REIS: A High-Performance and Energy-Efficient Retrieval System with In-Storage Processing
作者: Kangqi Chen, Andreas Kosmas Kakolyris, Rakesh Nadig, Manos Frouzakis, Nika Mansouri Ghiasi, Yu Liang, Haiyu Mao, Jisung Park, Mohammad Sadrosadati, Onur Mutlu
分类: cs.CL, cs.AR, cs.DB
发布日期: 2025-06-19 (更新: 2025-11-11)
备注: Extended version of our publication at the 52nd International Symposium on Computer Architecture (ISCA-52), 2025
💡 一句话要点
提出REIS以解决检索增强生成中的数据检索瓶颈问题
🎯 匹配领域: 支柱九:具身大模型 (Embodied Foundation Models)
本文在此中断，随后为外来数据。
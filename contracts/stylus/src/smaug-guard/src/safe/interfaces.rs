//! Solidity ABI interface scaffolding for the Safe guard hook.
//!
//! The Safe calls the guard through `ITransactionGuard`. Balances are read through `IERC20`.

use stylus_sdk::alloy_sol_types::sol;

sol! {
    interface IERC165 {
        function supportsInterface(bytes4 interfaceId) external view returns (bool);
    }

    interface ITransactionGuard is IERC165 {
        function checkTransaction(
            address to,
            uint256 value,
            bytes data,
            uint8 operation,
            uint256 safeTxGas,
            uint256 baseGas,
            uint256 gasPrice,
            address gasToken,
            address refundReceiver,
            bytes signatures,
            address msgSender
        ) external;

        function checkAfterExecution(bytes32 hash, bool success) external;
    }

    interface IERC20 {
        function balanceOf(address account) external view returns (uint256);
    }
}
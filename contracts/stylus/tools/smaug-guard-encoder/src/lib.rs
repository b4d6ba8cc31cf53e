//! Off-chain helpers for operating a Smaug guard: setup payloads, admin calldata, and Safe
//! transaction hashes to pre-approve.

pub mod encoder;
pub mod types;

#[cfg(test)]
mod tests;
关键词: 检索增强生成 存储内处理 近似最近邻搜索 数据库优化 能效提升
📋 核心要点
- 现有的检索增强生成方法在检索阶段面临显著的数据移动开销,成为推理的瓶颈。
- REIS通过优化数据库布局、引入ISP定制的数据放置技术和利用存储内计算资源,解决了检索效率低的问题。
- 实验结果表明,REIS在检索性能上提升了13倍,能效提升了55倍,显著优于传统服务器级系统。
📝 摘要(中文)
大型语言模型(LLMs)面临知识局限性的问题,检索增强生成(RAG)通过外部知识库来补充其静态知识。RAG的检索阶段是推理管道中的瓶颈,现有的近似最近邻搜索(ANNS)算法在大数据库中存在显著的数据移动开销。为此,REIS提出了一种专为RAG设计的存储内处理(ISP)系统,通过优化数据库布局、引入ISP定制的数据放置技术以及利用存储系统内的计算资源,显著提高了检索性能和能效。与服务器级系统相比,REIS在检索性能上平均提升了13倍,能效提升了55倍。
🔬 方法详解
问题定义:本论文旨在解决检索增强生成(RAG)中的检索阶段瓶颈,现有方法在处理大规模数据库时存在显著的数据移动开销,影响了性能和能效。
核心思路:REIS的核心思路是通过存储内处理(ISP)技术优化近似最近邻搜索(ANNS),减少数据移动并提高检索效率。设计上,REIS专为RAG系统量身定制,确保高效的数据检索和处理。
技术框架:REIS的整体架构包括三个主要模块:数据库布局、ISP定制的数据放置技术和ANNS引擎。数据库布局将嵌入向量与其相关文档链接,便于高效检索;数据放置技术在存储系统的不同平面上分布嵌入;ANNS引擎利用存储系统内的计算资源进行高效检索。
关键创新:REIS的主要创新在于其专为ISP设计的数据库布局和数据放置技术,解决了现有方法未能优化数据检索操作的问题,并避免了大规模硬件改动。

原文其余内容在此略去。